La Croisière de l'Oubli. 12. Les jardins de Boabdil
Avez-vous vu, sur l’Alhambra, Le soleil se coucher Et jouer, rougeoyant, sur les murs du château, Comme sur les facettes d’un joyau ? Les palais et jardins des Nasrides Font durer le plaisir d’un jour depuis sept siècles : On y entre, ainsi qu’en un conte de fées, Au milieu du chant des oiseaux Et du bruissement des eaux. La lumière du crépuscule fait des arpèges, En cet endroit de fantaisie et de complexité.
J’ai fait le voyage exprès Pour voir cette merveille que l’on m’avait décrite Et je me suis plus senti en Afrique qu’en Europe. Je me suis imaginé souverain, en ce lieu, Ayant ce spectacle enchanteur sous les yeux, Jour après jour, Sans parvenir à m’en lasser. J’ai senti quels étaient Les lieux fréquentés de préférence le matin, Et ceux que favorisaient la fraîcheur du soir. Je me suis tant imprégné des décors Que j’éprouvai soudain l’étange sensation De les avoir toujours connus.

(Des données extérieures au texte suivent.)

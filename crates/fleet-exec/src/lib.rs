//! Remote Execution Gateway seam.
//!
//! A dispatch hands a shell-style command to one host or a group of hosts
//! and reports only whether the hand-off worked. The remote outcome comes
//! back later as an independent callback.

pub mod command;
pub mod error;
pub mod gateway;
pub mod recording;
pub mod target;

pub use command::ScriptCommand;
pub use error::ExecError;
pub use gateway::{ProcessGateway, RemoteExec};
pub use recording::{Dispatch, RecordingGateway};
pub use target::Target;
// fleet-core: Pure types, lifecycle rules, wire payloads
// No internal fleet dependencies; everything else builds on this crate.

pub mod event;
pub mod hyper;
pub mod instance;
pub mod migration;
pub mod network;
pub mod payload;
pub mod storage;
pub mod time;
pub mod volume;

pub use event::{ResourceEvent, ResourceType};
pub use hyper::{HYPER_UP, HostId, Hyper, NO_HOST, Resource, Zone};
pub use instance::{Image, Instance, InstanceStatus, ParseStatusError, TransitionError};
pub use migration::{Migration, MigrationKind, MigrationStatus, Task, TaskStatus};
pub use network::{
    Address, AddressKind, FloatingIp, Interface, InterfaceKind, LB_AVAILABLE, LoadBalancer,
    SecurityRule, Subnet, SubnetKind, VrrpInstance, VrrpRole,
};
pub use payload::{FdbRule, NO_GATEWAY, SecurityData, VlanInfo, VolumeInfo};
pub use storage::{
    CgSnapshot, CgSnapshotStatus, CgStatus, CgVolume, ConsistencyGroup, ImageStorage, StorageStatus,
    VolumeBackup, bytes_to_gib,
};
pub use volume::{Volume, VolumeStatus};
//! Image reports: `capture_image`, `create_image`, `sync_image_info`.
//!
//! An image lives in one or more storage pools. Each pooled copy is an
//! [`ImageStorage`] row that starts out `syncing` and turns `synced` once a
//! backend reports the volume holding it.

use std::collections::BTreeMap;

use fleet_core::{Image, ImageStorage, ResourceEvent, ResourceType, StorageStatus};
use fleet_exec::Target;
use tracing::{info, warn};

use crate::args::Args;
use crate::context::HandlerCtx;
use crate::error::{Deferred, HandlerError, HandlerResult};

async fn image(ctx: &mut HandlerCtx<'_>, id: i64) -> HandlerResult<Image> {
    ctx.tx
        .image(id)
        .await?
        .ok_or_else(|| HandlerError::not_found("image", id))
}

async fn write(ctx: &mut HandlerCtx<'_>, image: &Image, previous: &str) -> HandlerResult<()> {
    ctx.tx.update_image(image.clone()).await?;
    if image.status != previous {
        ctx.emit(
            ResourceEvent::new(ResourceType::Image, image.id, image.status.as_str())
                .with_previous(previous),
        );
    }
    Ok(())
}

/// `capture_image '<image>' '<status>' '<format>' '<size|message>' '<volume>' '<storage>'`
///
/// On the `local` driver the backend reports format and size of the
/// captured file; on a failed capture the fourth value is the error text.
pub async fn capture_image(ctx: &mut HandlerCtx<'_>, args: Args<'_>) -> HandlerResult<String> {
    let args = args.require(7)?;
    let mut image = image(ctx, args.id(1, "image")?).await?;
    let previous = std::mem::take(&mut image.status);
    image.status = args.str(2)?.to_string();
    if image.status == "error" {
        warn!(image = image.id, message = args.str(4)?, "Image capture failed");
    } else if ctx.settings().volume_driver == "local" {
        image.format = args.str(3)?.to_string();
        image.size = args.parse(4, "size")?;
    }
    write(ctx, &image, &previous).await?;

    let storage_id = args.id(6, "storage")?;
    if storage_id > 0 {
        let mut storage = ctx
            .tx
            .image_storage(storage_id)
            .await?
            .ok_or_else(|| HandlerError::not_found("image storage", storage_id))?;
        storage.volume_id = args.str(5)?.to_string();
        storage.status = if image.status == "available" {
            StorageStatus::Synced
        } else {
            StorageStatus::Error
        };
        ctx.tx.save_image_storage(storage).await?;
    }
    info!(image = image.id, status = %image.status, storage = storage_id, "Image captured");
    Ok(image.status)
}

/// `create_image '<image>' '<status>' '<format>' '<size>' '<pool>' '<volume>'`
///
/// The first pooled copy is ready. Every other pool still waiting for the
/// image gets a `clone_image.sh` from that copy, run wherever the executor
/// chooses.
pub async fn create_image(ctx: &mut HandlerCtx<'_>, args: Args<'_>) -> HandlerResult<String> {
    let args = args.require(7)?;
    let mut image = image(ctx, args.id(1, "image")?).await?;
    let previous = std::mem::take(&mut image.status);
    image.status = args.str(2)?.to_string();
    image.format = args.str(3)?.to_string();
    image.size = args.parse(4, "size")?;
    write(ctx, &image, &previous).await?;

    let pool = args.str(5)?;
    let volume = args.str(6)?;
    let storages = ctx.tx.image_storages(image.id).await?;
    let mut source = storages
        .iter()
        .find(|s| s.pool_id == pool)
        .cloned()
        .ok_or_else(|| HandlerError::not_found("image storage", format!("{}/{pool}", image.id)))?;
    source.volume_id = volume.to_string();
    source.status = StorageStatus::Synced;
    let source = ctx.tx.save_image_storage(source).await?;

    let mut deferred = Deferred::new();
    let mut clones = 0;
    for pending in storages
        .iter()
        .filter(|s| s.id != source.id && s.status == StorageStatus::Syncing)
    {
        let cmd = ctx
            .script("clone_image.sh")
            .arg(pending.id)
            .arg(image.id)
            .arg(image.volume_prefix())
            .arg(pool)
            .arg(volume)
            .arg(&pending.pool_id)
            .arg("snap");
        if deferred
            .absorb(ctx.dispatch(&Target::Any, &cmd).await)?
            .is_some()
        {
            clones += 1;
        }
    }
    info!(image = image.id, pool, clones, "Image created");
    deferred.finish(image.status)
}

/// Parse `pool1,vol1;pool2,vol2`. Malformed pairs are skipped.
fn parse_pool_volumes(raw: &str) -> BTreeMap<&str, &str> {
    raw.split(';')
        .filter_map(|pair| {
            let mut parts = pair.split(',');
            match (parts.next(), parts.next(), parts.next()) {
                (Some(pool), Some(volume), None) if !pool.is_empty() => Some((pool, volume)),
                _ => None,
            }
        })
        .collect()
}

/// `sync_image_info '<image>' '<pool>,<volume>;...'`: the full list of pools
/// holding the image. Rows for other pools are dropped.
pub async fn sync_image_info(ctx: &mut HandlerCtx<'_>, args: Args<'_>) -> HandlerResult<String> {
    let args = args.require(3)?;
    let image = image(ctx, args.id(1, "image")?).await?;
    let mut reported = parse_pool_volumes(args.str(2)?);

    let (mut kept, mut removed) = (0, 0);
    for mut storage in ctx.tx.image_storages(image.id).await? {
        match reported.remove(storage.pool_id.as_str()) {
            Some(volume) => {
                storage.volume_id = volume.to_string();
                storage.status = StorageStatus::Synced;
                ctx.tx.save_image_storage(storage).await?;
                kept += 1;
            }
            None => {
                ctx.tx.delete_image_storage(storage.id).await?;
                removed += 1;
            }
        }
    }
    let added = reported.len();
    for (pool, volume) in reported {
        let storage = ImageStorage {
            id: 0,
            image_id: image.id,
            pool_id: pool.to_string(),
            volume_id: volume.to_string(),
            status: StorageStatus::Synced,
        };
        ctx.tx.save_image_storage(storage).await?;
    }
    info!(image = image.id, kept, removed, added, "Image storage synced");
    Ok(image.status)
}
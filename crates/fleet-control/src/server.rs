use std::net::SocketAddr;
use std::sync::Arc;

use anyhow::{Context, Result};
use tokio::io::{AsyncBufReadExt, AsyncRead, AsyncWrite, AsyncWriteExt, BufReader};
use tokio::net::TcpListener;
use tokio::sync::watch;
use tracing::{debug, error, info, warn};

use crate::dispatcher::Dispatcher;
use crate::ingress::LineParser;

/// Shared state of every connection handler.
pub struct IngressState {
    pub dispatcher: Dispatcher,
    pub parser: LineParser,
}

/// Accept agent connections on `listen` until ctrl-c.
///
/// Each connection streams callback lines; every line gets exactly one
/// reply line (`ok <status>`, `error <kind> <message>` or
/// `rejected <message>`).
pub async fn serve(state: Arc<IngressState>, listen: SocketAddr) -> Result<()> {
    let listener = TcpListener::bind(listen)
        .await
        .with_context(|| format!("Failed to bind callback listener on {}", listen))?;
    info!(listen = %listen, commands = state.dispatcher.registry().len(), "Listening for callbacks");

    let (shutdown_tx, shutdown_rx) = watch::channel(false);
    let handle = tokio::spawn(accept_loop(listener, state, shutdown_rx));

    tokio::signal::ctrl_c()
        .await
        .with_context(|| "Failed to listen for ctrl-c")?;

    info!("Shutdown signal received, stopping listener...");
    let _ = shutdown_tx.send(true);
    let _ = handle.await;

    info!("Callback ingress stopped");
    Ok(())
}

/// Accept connections until `shutdown` flips.
pub async fn accept_loop(
    listener: TcpListener,
    state: Arc<IngressState>,
    mut shutdown: watch::Receiver<bool>,
) {
    loop {
        tokio::select! {
            result = listener.accept() => {
                match result {
                    Ok((stream, peer)) => {
                        let state = Arc::clone(&state);
                        tokio::spawn(async move {
                            if let Err(e) = handle_connection(stream, peer, &state).await {
                                warn!(peer = %peer, error = %e, "Connection handler error");
                            }
                        });
                    }
                    Err(e) => {
                        error!(error = %e, "Accept error");
                    }
                }
            }
            _ = shutdown.changed() => {
                info!("Listener shutting down");
                break;
            }
        }
    }
}

/// Read callback lines until EOF. Lines of one connection are applied in
/// the order they arrive.
pub async fn handle_connection<S>(stream: S, peer: SocketAddr, state: &IngressState) -> Result<()>
where
    S: AsyncRead + AsyncWrite + Unpin,
{
    let (reader, mut writer) = tokio::io::split(stream);
    let mut lines = BufReader::new(reader).lines();
    let mut handled = 0usize;

    while let Some(line) = lines
        .next_line()
        .await
        .with_context(|| format!("Failed to read from {}", peer))?
    {
        if line.trim().is_empty() {
            continue;
        }
        let reply = match state.parser.parse(&line) {
            Ok(callback) => {
                match state
                    .dispatcher
                    .dispatch(&callback.command, &callback.args, callback.error.as_deref())
                    .await
                {
                    Ok(status) => format!("ok {status}"),
                    Err(e) => format!("error {} {e}", e.kind()),
                }
            }
            Err(e) => {
                debug!(peer = %peer, error = %e, "Rejected line");
                format!("rejected {e}")
            }
        };
        writer
            .write_all(format!("{}\n", reply.trim_end()).as_bytes())
            .await
            .with_context(|| format!("Failed to reply to {}", peer))?;
        handled += 1;
    }
    writer.flush().await.ok();
    debug!(peer = %peer, lines = handled, "Connection closed");
    Ok(())
}

#[cfg(test)]
mod tests {
    use super::*;
    use crate::config::ControlSettings;
    use crate::events::EventPublisher;
    use fleet_core::InstanceStatus;
    use fleet_exec::RecordingGateway;
    use fleet_store::{MemoryStore, fixture};

    fn state(store: Arc<MemoryStore>) -> IngressState {
        IngressState {
            dispatcher: Dispatcher::new(
                store,
                Arc::new(RecordingGateway::new()),
                ControlSettings::default(),
                EventPublisher::disabled(),
            ),
            parser: LineParser::new().unwrap(),
        }
    }

    fn peer() -> SocketAddr {
        "127.0.0.1:40000".parse().unwrap()
    }

    #[tokio::test]
    async fn test_connection_replies_per_line() {
        let store = Arc::new(
            fixture::fleet()
                .hyper(7, "10.1.0.7")
                .instance(42, 0, -1)
                .build(),
        );
        let state = state(store.clone());
        let (client, server) = tokio::io::duplex(4096);

        let session = async {
            let (read, mut write) = tokio::io::split(client);
            write
                .write_all(
                    b"|:-COMMAND-:| launch_vm.sh '42' 'running' '7' 'ok'\n\
                      hello\n\
                      |:-COMMAND-:| clear_vm.sh '99'\n",
                )
                .await
                .unwrap();
            write.shutdown().await.unwrap();
            let mut replies = Vec::new();
            let mut lines = BufReader::new(read).lines();
            while let Some(line) = lines.next_line().await.unwrap() {
                replies.push(line);
            }
            replies
        };
        let (replies, handled) = tokio::join!(session, handle_connection(server, peer(), &state));
        handled.unwrap();

        assert_eq!(replies.len(), 3);
        assert_eq!(replies[0], "ok running");
        assert!(replies[1].starts_with("rejected not a callback line"));
        assert!(replies[2].starts_with("error not_found"));
        assert_eq!(
            store.snapshot().await.instance(42).unwrap().status,
            InstanceStatus::Running
        );
    }

    #[tokio::test]
    async fn test_accept_loop_stops_on_shutdown() {
        let listener = TcpListener::bind("127.0.0.1:0").await.unwrap();
        let store = Arc::new(fixture::fleet().build());
        let (tx, rx) = watch::channel(false);
        let handle = tokio::spawn(accept_loop(listener, Arc::new(state(store)), rx));
        tx.send(true).unwrap();
        handle.await.unwrap();
    }
}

Comme je plains le roi Boabdil D’avoir, en ces lieux, passé sa jeunesse, Et, par la suite, d’avoir dû fuir Grenade, Pour porter en son cœur son souvenir, Tel un deuil, un supplice. Dernier souverain Nasride d’Espagne, Tu pouvais pleurer, en quittant ton palais.
Malgré la pâle flamme d’un illusoire espoir, Je sais qu’il est des pertes irrémédiables, à vous glacer les os, Et tous les soleils d’Espagne et d’Italie N’y pourront jamais rien changer.